In the film High Fidelity, the characters are always listing their ‘top fives’ to show off their eclectic musical tastes. Making lists may seem a little obsessive-compulsive, but it is a helpful way of understanding the increased pessimism towards the eurozone – and putting it into context.
Investor attitudes to the single currency bloc took a hit over the late summer and early autumn as fears grew that another recession was on the way and the falling oil price would lead to deflation across the region. In an era where the media typically focuses on the negatives, it is worth reminding ourselves that while there are very real risks to the eurozone’s growth story, there are some reasons to think that the eurozone’s B-side might sound a little more upbeat than what is currently playing. Here are five things (in no particular order) that investors should consider that are not always reported by the media.
1. Less austerity. The eurozone was subject to three years of belt-tightening as politicians at the national and supranational level imposed a regime of spending cuts to reduce deficits and tackle growing debt levels. It quickly became apparent that spending cuts without growth would never really address the fundamental causes of the debt crisis and that greater emphasis should be placed on growth policies. Thankfully, this means that austerity is no longer as severe and is much less of a drag on economic growth.

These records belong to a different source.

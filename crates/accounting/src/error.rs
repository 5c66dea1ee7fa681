//! Errors raised while constructing journal entries.

use rust_decimal::Decimal;
use thiserror::Error;

pub type LedgerResult<T> = Result<T, LedgerError>;

#[derive(Debug, Error, Clone, PartialEq, Eq)]
pub enum LedgerError {
    /// Debit and credit totals differ by more than the balance tolerance.
    #[error("unbalanced entry: debits {total_debit} != credits {total_credit}")]
    Unbalanced {
        total_debit: Decimal,
        total_credit: Decimal,
    },

    #[error("negative amount {amount} on account {account:?}")]
    NegativeAmount { account: String, amount: Decimal },

    #[error("journal entry concept must not be empty")]
    EmptyConcept,

    #[error("journal line account must not be empty")]
    EmptyAccount,

    /// A line or side total exceeds the representable decimal range.
    #[error("amount overflow while totalling {context}")]
    AmountOverflow { context: &'static str },
}

impl LedgerError {
    /// Absolute debit/credit difference for an unbalanced entry.
    pub fn imbalance(&self) -> Option<Decimal> {
        match self {
            LedgerError::Unbalanced {
                total_debit,
                total_credit,
            } => Some((*total_debit - *total_credit).abs()),
            _ => None,
        }
    }
}
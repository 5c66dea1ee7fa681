//! Tracing/logging setup shared by every binary in the workspace.

pub mod tracing;

pub use tracing::{LogFormat, ParseLogFormatError};

/// Initialize process-wide tracing with the given output format.
///
/// This is safe to call multiple times; subsequent calls become no-ops.
pub fn init(format: LogFormat) {
    tracing::init(format);
}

2. Slow but steady reform. A pro-growth stance requires policy reform to make foundering economies more efficient and ultimately more competitive. The reform process had been hampered by the political environment, but an extended period of political stability gives governments a greater chance of moving things such as labour market reforms through the legislative process. There are already some examples of reform improving the growth story at the margin. In Spain, for example, private investment is rising and employment, though still high, is improving. This provides some comfort that reforms can be translated into higher rates of economic growth. Meanwhile, small victories such as Italy’s recent vote to advance Matteo Renzi’s Jobs Act, mean the reform agenda is progressing, albeit at a slow pace.
3. A central bank which stands ready to act. The president of the European Central Bank, Mario Draghi, came out loud and clear at the November meeting, firmly putting to bed any thoughts that his leadership was being challenged. Mr Draghi also clarified some of the issues that had been causing the market consternation. First off, he stated that he wanted to return the balance sheet to the same level as March 2012 which is very clearly a trillion euros from where it is today. But, perhaps, more importantly, he confirmed that preparations for further easing were already under way (if needed) and that more action would be triggered if the current economic malaise did not look set to improve.

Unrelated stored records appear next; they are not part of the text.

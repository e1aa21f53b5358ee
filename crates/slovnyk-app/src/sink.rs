//! Terminal sink for styled definition text.

use std::io;

use crossterm::queue;
use crossterm::style::{Attribute, Color, Print, ResetColor, SetAttribute, SetForegroundColor};
use slovnyk_format::{SpanStyle, TextSink};

/// `#RRGGBB` to a truecolor value. Anything else yields `None`.
pub fn parse_hex_color(color: &str) -> Option<Color> {
    let hex = color.strip_prefix('#')?;
    if hex.len() != 6 || !hex.chars().all(|c| c.is_ascii_hexdigit()) {
        return None;
    }
    let channel = |i: usize| u8::from_str_radix(&hex[i..i + 2], 16).ok();
    Some(Color::Rgb {
        r: channel(0)?,
        g: channel(2)?,
        b: channel(4)?,
    })
}

/// Collects styled output as terminal commands in memory.
#[derive(Debug, Default)]
pub struct AnsiSink {
    buf: Vec<u8>,
    color: Option<Color>,
    plain: bool,
}

impl AnsiSink {
    pub fn new() -> Self {
        Self::default()
    }

    /// A sink that drops all styling, for pipes and `NO_COLOR`.
    pub fn plain() -> Self {
        Self {
            plain: true,
            ..Self::default()
        }
    }

    pub fn into_string(self) -> String {
        String::from_utf8_lossy(&self.buf).into_owned()
    }

    fn write(&mut self, text: &str, style: SpanStyle) -> io::Result<()> {
        if self.plain || style == SpanStyle::Plain {
            return queue!(self.buf, Print(text));
        }
        if style == SpanStyle::Header {
            queue!(self.buf, SetAttribute(Attribute::Bold))?;
        }
        if let Some(color) = self.color {
            queue!(self.buf, SetForegroundColor(color))?;
        }
        queue!(self.buf, Print(text), ResetColor)?;
        if style == SpanStyle::Header {
            queue!(self.buf, SetAttribute(Attribute::Reset))?;
        }
        Ok(())
    }
}

impl TextSink for AnsiSink {
    fn clear(&mut self) {
        self.buf.clear();
    }

    fn set_tag_color(&mut self, color: &str) {
        self.color = parse_hex_color(color);
        if self.color.is_none() {
            tracing::debug!(color, "ignoring unparseable tag colour");
        }
    }

    fn insert(&mut self, text: &str, style: SpanStyle) {
        if let Err(e) = self.write(text, style) {
            tracing::warn!(error = %e, "failed to buffer styled text");
        }
    }
}

#[cfg(test)]
mod tests {
    use super::*;
    use slovnyk_format::render_interactive;

    #[test]
    fn test_parse_hex_color() {
        assert_eq!(
            parse_hex_color("#10B981"),
            Some(Color::Rgb {
                r: 16,
                g: 185,
                b: 129
            })
        );
        assert_eq!(parse_hex_color("10B981"), None);
        assert_eq!(parse_hex_color("#12345"), None);
        assert_eq!(parse_hex_color("#GG0000"), None);
    }

    #[test]
    fn test_styled_output() {
        let mut sink = AnsiSink::new();
        render_interactive(&mut sink, "[ NOUN ]\n   [розм.] кіт", "#FF0000");
        let out = sink.into_string();
        assert!(out.contains("\x1b[1m"));
        assert!(out.contains("\x1b[38;2;255;0;0m[ NOUN ]"));
        assert!(out.contains("\x1b[38;2;255;0;0m[розм.]"));
        assert!(out.contains(" кіт"));
    }

    #[test]
    fn test_unparseable_colour_keeps_text() {
        let mut sink = AnsiSink::new();
        render_interactive(&mut sink, "   [розм.] кіт", "green");
        let out = sink.into_string();
        assert!(!out.contains("38;2"));
        assert!(out.contains("[розм.]"));
        assert!(out.contains(" кіт"));
    }

    #[test]
    fn test_plain_sink_drops_escapes() {
        let mut sink = AnsiSink::plain();
        render_interactive(&mut sink, "[ NOUN ]\n   [розм.] кіт", "#FF0000");
        let out = sink.into_string();
        assert!(!out.contains('\x1b'));
        assert!(out.contains("[ NOUN ]"));
        assert!(out.contains("[розм.] кіт"));
    }
}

4. A turn in the credit cycle. So far, the eurozone ‘recovery’ has been devoid of credit creation as banks de-lever their balance sheets. A tighter regulatory environment has forced banks to improve capital ratios and jettison anything that looks like risky lending. The Asset Quality Review added to scrutiny and may have restricted the lending practices of many banks. European companies, especially the small and medium-sized ones, rely heavily on bank lending for financing much more than comparable companies from the US, which are more able to tap into capital markets. However, now that the AQR has ended, that burden has been lifted from the shoulders of many banks, and while lending may not skyrocket, a marginal increase in lending could be expected. This is corroborated by the ECB’s bank lending survey which shows that demand for loans from both households and business is on the increase and that banks are making those loans more readily available.